Pandemic feared fuelling child abuse at Nigeria’s Islamic schools

EMELINE WUILBERCQ

EFFORTS to stop abuse and forced begging of pupils at Islamic schools in northern Nigeria are at risk as the economic fallout from the coronavirus pandemic could push more struggling families to enrol their children, according to campaigners.

The Islamic schools, known locally as almajiri schools, are estimated to host about 10 million children – mainly boys – and hit headlines in 2019 when a series of police raids on the institutions uncovered widespread physical and sexual abuse.

Nigeria’s northern governors agreed last April to close the schools and send pupils back home due to concerns over COVID-19, which child rights’ activists saw as a chance to challenge the practice and push for better local education and social welfare.

Yet many children have since returned to the schools, according to charities, who fear that worsening poverty will lead to an uptick in enrolment and exploitation of pupils both by hard-up teachers and people or businesses seeking labour.

About 83 million of Nigeria’s 200 million citizens live in poverty, government data shows, and the World Bank said in June that the pandemic could impoverish a further 5 million people.

“We’re going to have a situation in which poverty would push more parents to offload their children from their homes and send them to those schools,” said Armsfree Ajanaku, spokesman for the Resource Centre for Human Rights and Civic Education (CHRICED).

Fewer than half of children in mainly Muslim northern Nigeria attend overcrowded government primary schools, official data from 2015 shows. Almajiri schools help fill the gap and parents pay as little as 500 naira ($1.30) a month in fees.

“When (Islamic teachers) send children out to beg, some people, even businesses, find ways to … exploit their labour, get them to do menial work,” Ajanaku added. “So with the reality of the pandemic, those situations will be further accentuated.”

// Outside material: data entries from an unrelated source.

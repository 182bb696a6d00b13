// SPDX-License-Identifier: BUSL-1.1
// Copyright (c) 2026 Alfred Jean LLC

use super::*;

#[yare::parameterized(
    completed = { OperationStatus::Completed, Some("completed") },
    error     = { OperationStatus::Error,     Some("failed") },
    cancelled = { OperationStatus::Cancelled, Some("cancelled") },
    running   = { OperationStatus::Running,   None },
    starting  = { OperationStatus::Starting,  None },
    unknown   = { OperationStatus::Other("paused".into()), None },
)]
fn settled_event_by_status(status: OperationStatus, expected: Option<&str>) {
    let report = ProgressReport::new(100, status);
    let event = TrackerEvent::settled("42", &report);
    assert_eq!(event.as_ref().map(TrackerEvent::name), expected);
    if let Some(event) = event {
        assert!(event.is_terminal());
        assert_eq!(event.id(), "42");
        assert_eq!(event.report(), &report);
    }
}

#[test]
fn progress_is_not_terminal() {
    let event = TrackerEvent::Progress {
        id: "1".into(),
        report: ProgressReport::new(5, OperationStatus::Running),
    };
    assert!(!event.is_terminal());
    assert_eq!(event.report().progress, 5);
}
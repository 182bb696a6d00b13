//! Track and resume specs against a stub progress endpoint.

use crate::prelude::*;

const RUNNING: &str = r#"{"progress": 40, "status": "running", "message": "copying disk"}"#;
const COMPLETED: &str = r#"{"progress": 100, "status": "completed", "message": "done"}"#;
const FAILED: &str = r#"{"progress": 12, "status": "error", "message": "datastore full"}"#;
const CANCELLED: &str = r#"{"progress": 0, "status": "cancelled", "message": ""}"#;

#[test]
fn track_follows_job_to_completion() {
    let server = StubServer::serve(&[(200, RUNNING), (200, COMPLETED)]);
    let project = Project::empty();

    project
        .ot()
        .args(&["track", "replication", "42", "--url", &server.url(), "--field", "vm=db-01"])
        .passes()
        .stdout_has("Tracking replication 42")
        .stdout_has(" 40%  running  copying disk")
        .stdout_has("replication 42 completed");

    let state = project.state();
    assert_eq!(state["replication_42"]["status"], "completed");
    assert_eq!(state["replication_42"]["progress"], 100);
    assert_eq!(state["replication_42"]["vm"], "db-01");
    assert!(server.requests()[0].starts_with("GET /api/progress/42/ HTTP/1.1"));
}

#[test]
fn transient_errors_are_retried() {
    let server = StubServer::serve(&[(500, "oops"), (502, ""), (200, COMPLETED)]);
    let project = Project::empty();

    project
        .ot()
        .args(&["track", "restore", "5", "--url", &server.url()])
        .passes()
        .stdout_has("restore 5 completed");
    assert!(server.requests().len() >= 3);
}

#[test]
fn failed_job_exits_1() {
    let server = StubServer::serve(&[(200, FAILED)]);
    let project = Project::empty();

    project
        .ot()
        .args(&["track", "restore", "8", "--url", &server.url()])
        .fails()
        .stdout_has("restore 8 failed  datastore full")
        .stderr_has("1 operation(s) failed");
    assert_eq!(project.state()["restore_8"]["status"], "error");
}

#[test]
fn cancelled_job_exits_2() {
    let server = StubServer::serve(&[(200, CANCELLED)]);
    cli().args(&["track", "backup", "1", "--url", &server.url()]).exits(2);
}

#[test]
fn token_is_sent() {
    let server = StubServer::serve(&[(200, COMPLETED)]);
    cli()
        .env("OT_API_TOKEN", "s3cret")
        .args(&["track", "replication", "1", "--url", &server.url()])
        .passes();
    assert!(server.requests()[0].contains("Authorization: Token s3cret"));
}

#[test]
fn json_output_streams_events() {
    let server = StubServer::serve(&[(200, COMPLETED)]);
    let run = cli().args(&["track", "replication", "3", "--url", &server.url(), "-o", "json"]).passes();

    let events: Vec<serde_json::Value> =
        run.stdout().lines().map(|line| serde_json::from_str(line).unwrap()).collect();
    assert_eq!(events.len(), 2);
    assert_eq!(events[0]["event"], "progress");
    assert_eq!(events[1]["event"], "completed");
    assert_eq!(events[1]["id"], "3");
}

#[test]
fn unknown_type_without_url_is_an_error() {
    cli()
        .args(&["track", "snapshot", "1"])
        .fails()
        .stderr_has("no progress endpoint known for operation type 'snapshot'")
        .stderr_has("known types: replication, restore");
}

#[test]
fn configured_endpoint_is_used() {
    let server = StubServer::serve(&[(200, COMPLETED)]);
    let project = Project::empty();
    project.file(
        "config.toml",
        &format!("[progress]\nexport = \"{}\"\n", server.url()),
    );

    project.ot().args(&["track", "export", "11"]).passes().stdout_has("export 11 completed");
}

#[test]
fn resume_picks_up_active_records() {
    let server = StubServer::serve(&[(200, COMPLETED)]);
    let project = Project::empty();
    project.seed(
        &[
            ("restore", "1", "running", 30),
            ("restore", "2", "starting", 0),
            ("restore", "3", "completed", 100),
            ("backup", "4", "running", 10),
        ],
        1_000,
    );

    project
        .ot()
        .args(&["resume", "restore", "--url", &server.url()])
        .passes()
        .stdout_has("Resumed 2 restore operation(s)")
        .stdout_has("restore 1 completed")
        .stdout_has("restore 2 completed");

    assert_eq!(server.requests().len(), 2);
    assert_eq!(project.state()["backup_4"]["status"], "running");
}

#[test]
fn resume_with_nothing_active() {
    let server = StubServer::serve(&[(200, COMPLETED)]);
    cli()
        .args(&["resume", "replication", "--url", &server.url()])
        .passes()
        .stdout_has("No active replication operations");
    assert!(server.requests().is_empty());
}
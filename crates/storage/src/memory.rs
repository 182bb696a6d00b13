// SPDX-License-Identifier: BUSL-1.1
// Copyright (c) 2026 Alfred Jean LLC

//! In-memory store for tests.

use crate::store::{OperationStore, OperationTable, StoreError};
use parking_lot::Mutex;
use std::sync::Arc;

#[derive(Default)]
struct MemoryState {
    table: Option<OperationTable>,
    saves: usize,
    fail_load: bool,
    fail_save: bool,
}

/// Fake store keeping the last saved table in memory.
///
/// Clones share state, so a test can hand one clone to a registry and inspect
/// what was persisted through the other.
#[derive(Clone, Default)]
pub struct MemoryStore {
    inner: Arc<Mutex<MemoryState>>,
}

impl MemoryStore {
    pub fn new() -> Self {
        Self::default()
    }

    /// Store preloaded with a table, as if saved by an earlier process.
    pub fn with_table(table: OperationTable) -> Self {
        let store = Self::new();
        store.inner.lock().table = Some(table);
        store
    }

    /// Last persisted table, if any.
    pub fn table(&self) -> Option<OperationTable> {
        self.inner.lock().table.clone()
    }

    /// Number of successful saves.
    pub fn saves(&self) -> usize {
        self.inner.lock().saves
    }

    pub fn fail_load(&self, fail: bool) {
        self.inner.lock().fail_load = fail;
    }

    pub fn fail_save(&self, fail: bool) {
        self.inner.lock().fail_save = fail;
    }
}

impl OperationStore for MemoryStore {
    fn load(&self) -> Result<Option<OperationTable>, StoreError> {
        let state = self.inner.lock();
        if state.fail_load {
            return Err(StoreError::Unavailable("load disabled".into()));
        }
        Ok(state.table.clone())
    }

    fn save(&self, table: &OperationTable) -> Result<(), StoreError> {
        let mut state = self.inner.lock();
        if state.fail_save {
            return Err(StoreError::Unavailable("save disabled".into()));
        }
        state.table = Some(table.clone());
        state.saves += 1;
        Ok(())
    }

    fn update(
        &self,
        mutate: &mut dyn FnMut(&mut OperationTable) -> bool,
    ) -> Result<OperationTable, StoreError> {
        let mut state = self.inner.lock();
        if state.fail_load {
            return Err(StoreError::Unavailable("load disabled".into()));
        }
        let mut table = state.table.clone().unwrap_or_default();
        if mutate(&mut table) {
            if state.fail_save {
                return Err(StoreError::Unavailable("save disabled".into()));
            }
            state.table = Some(table.clone());
            state.saves += 1;
        }
        Ok(table)
    }
}
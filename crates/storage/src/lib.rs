// SPDX-License-Identifier: BUSL-1.1
// Copyright (c) 2026 Alfred Jean LLC

// Allow panic!/unwrap/expect in test code
#![cfg_attr(test, allow(clippy::panic))]
#![cfg_attr(test, allow(clippy::unwrap_used))]
#![cfg_attr(test, allow(clippy::expect_used))]

//! ot-storage: persisted registry of tracked operations

mod file_store;
#[cfg(any(test, feature = "test-support"))]
mod memory;
mod registry;
mod store;

pub use file_store::FileStore;
#[cfg(any(test, feature = "test-support"))]
pub use memory::MemoryStore;
pub use registry::{ProgressUpdate, Registry, MAX_OPERATION_AGE};
pub use store::{OperationStore, OperationTable, StoreError, STORAGE_KEY};
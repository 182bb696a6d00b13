//! Shared helpers for specs.

use std::io::{BufRead, BufReader, Write};
use std::net::TcpListener;
use std::path::{Path, PathBuf};
use std::process::Output;
use std::sync::{Arc, Mutex};
use std::time::{SystemTime, UNIX_EPOCH};

use tempfile::TempDir;

pub const STATE_FILE: &str = "esxi_operations.json";

pub fn now_ms() -> u64 {
    SystemTime::now().duration_since(UNIX_EPOCH).unwrap().as_millis() as u64
}

/// `ot` with an isolated state dir that is discarded afterwards.
pub fn cli() -> CliBuilder {
    let project = Project::empty();
    let mut builder = project.ot();
    builder._project = Some(project);
    builder
}

/// A temp state directory.
pub struct Project {
    dir: TempDir,
}

impl Project {
    pub fn empty() -> Self {
        Self { dir: tempfile::tempdir().unwrap() }
    }

    pub fn path(&self) -> &Path {
        self.dir.path()
    }

    pub fn state_path(&self) -> PathBuf {
        self.path().join(STATE_FILE)
    }

    pub fn file(&self, rel: &str, content: &str) {
        let path = self.path().join(rel);
        if let Some(parent) = path.parent() {
            std::fs::create_dir_all(parent).unwrap();
        }
        std::fs::write(path, content).unwrap();
    }

    /// Write a state file holding the given `(type, id, status, progress)`
    /// records, stamped `age_ms` in the past.
    pub fn seed(&self, records: &[(&str, &str, &str, u8)], age_ms: u64) {
        let stamp = now_ms() - age_ms;
        let mut table = serde_json::Map::new();
        for (kind, id, status, progress) in records {
            table.insert(
                format!("{kind}_{id}"),
                serde_json::json!({
                    "type": kind,
                    "id": id,
                    "progress": progress,
                    "status": status,
                    "message": "",
                    "lastUpdate": stamp,
                }),
            );
        }
        self.file(STATE_FILE, &serde_json::to_string(&table).unwrap());
    }

    pub fn state(&self) -> serde_json::Value {
        let text = std::fs::read_to_string(self.state_path()).unwrap();
        serde_json::from_str(&text).unwrap()
    }

    pub fn ot(&self) -> CliBuilder {
        let mut cmd = assert_cmd::Command::new(env!("CARGO_BIN_EXE_ot"));
        cmd.env("OT_STATE_DIR", self.path())
            .env("NO_COLOR", "1")
            .env("OT_POLL_INTERVAL_MS", "10")
            .env("OT_FETCH_TIMEOUT_MS", "2000")
            .env_remove("COLOR")
            .env_remove("OT_API_URL")
            .env_remove("OT_API_TOKEN")
            .env_remove("OT_REMOVAL_GRACE_MS")
            .timeout(std::time::Duration::from_secs(30));
        CliBuilder { cmd, _project: None }
    }
}

pub struct CliBuilder {
    cmd: assert_cmd::Command,
    _project: Option<Project>,
}

impl CliBuilder {
    pub fn args(mut self, args: &[&str]) -> Self {
        self.cmd.args(args);
        self
    }

    pub fn env(mut self, key: &str, value: &str) -> Self {
        self.cmd.env(key, value);
        self
    }

    fn run(mut self) -> RunAssert {
        let Output { status, stdout, stderr } = self.cmd.output().unwrap();
        RunAssert {
            code: status.code(),
            stdout: String::from_utf8_lossy(&stdout).into_owned(),
            stderr: String::from_utf8_lossy(&stderr).into_owned(),
        }
    }

    /// Run and expect exit code 0.
    pub fn passes(self) -> RunAssert {
        let run = self.run();
        assert_eq!(run.code, Some(0), "expected success\nstdout:\n{}\nstderr:\n{}", run.stdout, run.stderr);
        run
    }

    /// Run and expect the given exit code.
    pub fn exits(self, code: i32) -> RunAssert {
        let run = self.run();
        assert_eq!(run.code, Some(code), "stdout:\n{}\nstderr:\n{}", run.stdout, run.stderr);
        run
    }

    /// Run and expect exit code 1.
    pub fn fails(self) -> RunAssert {
        self.exits(1)
    }
}

pub struct RunAssert {
    code: Option<i32>,
    stdout: String,
    stderr: String,
}

impl RunAssert {
    pub fn stdout(&self) -> &str {
        &self.stdout
    }

    pub fn stdout_has(self, needle: &str) -> Self {
        assert!(self.stdout.contains(needle), "stdout missing {needle:?}:\n{}", self.stdout);
        self
    }

    pub fn stdout_lacks(self, needle: &str) -> Self {
        assert!(!self.stdout.contains(needle), "stdout has {needle:?}:\n{}", self.stdout);
        self
    }

    pub fn stderr_has(self, needle: &str) -> Self {
        assert!(self.stderr.contains(needle), "stderr missing {needle:?}:\n{}", self.stderr);
        self
    }
}

/// Minimal stand-in for the backend's progress endpoint.
///
/// Answers each request with the next scripted `(status code, body)`; the
/// last one repeats. Records request heads.
pub struct StubServer {
    port: u16,
    requests: Arc<Mutex<Vec<String>>>,
}

impl StubServer {
    pub fn serve(script: &[(u16, &str)]) -> Self {
        let listener = TcpListener::bind("127.0.0.1:0").unwrap();
        let port = listener.local_addr().unwrap().port();
        let requests = Arc::new(Mutex::new(Vec::new()));
        let seen = Arc::clone(&requests);
        let script: Vec<(u16, String)> = script.iter().map(|(c, b)| (*c, b.to_string())).collect();

        std::thread::spawn(move || {
            let mut step = 0;
            for stream in listener.incoming() {
                let Ok(mut stream) = stream else { continue };
                let mut reader = BufReader::new(stream.try_clone().unwrap());
                let mut head = String::new();
                loop {
                    let mut line = String::new();
                    if reader.read_line(&mut line).unwrap_or(0) == 0 || line == "\r\n" {
                        break;
                    }
                    head.push_str(&line);
                }
                seen.lock().unwrap().push(head);

                let (code, body) = &script[step.min(script.len() - 1)];
                step += 1;
                let response = format!(
                    "HTTP/1.1 {code} X\r\nContent-Type: application/json\r\nContent-Length: {}\r\nConnection: close\r\n\r\n{body}",
                    body.len()
                );
                let _ = stream.write_all(response.as_bytes());
            }
        });

        Self { port, requests }
    }

    /// URL template for `ot --url`.
    pub fn url(&self) -> String {
        format!("http://127.0.0.1:{}/api/progress/{{id}}/", self.port)
    }

    pub fn requests(&self) -> Vec<String> {
        self.requests.lock().unwrap().clone()
    }
}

Nigeria’s education ministry could not be immediately reached for comment. President Muhammadu Buhari ordered a crackdown on abusive institutions in October 2019, and said the government planned to ban the schools eventually.

“JUST LIKE SLAVES”

Activists said past government interventions to improve the almajiri system – from school feeding programmes to curriculums combining standard education with Islamic teaching – had shown some promise but called for an urgent reform amid the pandemic.

Mohammed Sabo Keana of the Abuja-based Almajiri Child Rights Initiative said families should not be allowed to send children to faraway schools and that a minimum age limit should be set.

The United Nations’ children’s agency (UNICEF) called for better social welfare efforts – such as follow-up visits to homes where children have returned from almajiri schools – and said individual states should bring abusive teachers to justice.

Without any interventions, almajiri pupils could turn to deliquency and petty crime to survive or end up vulnerable to recruitment by Islamist militants Boko Haram, activists said.

Former almajiri pupil Sadisu Salisu said more must be done to address the stigma towards Islamic school children from the public, which he believed had increased during the pandemic.

“People felt that the almajiri (pupils) are the vectors of the disease,” the 26-year-old charity worker told the Thomson Reuters Foundation by phone from northern Kano state.

“(They) are just like slaves in a way in communities,” he added. “(People) expect you to do anything they ask you to do.”

Africa’s most-populous country, where officials recorded low coronavirus numbers through much of last year, is in the grip of a second wave of infections. Nigeria has recorded at least 124,000 COVID-19 cases and 1,520 deaths.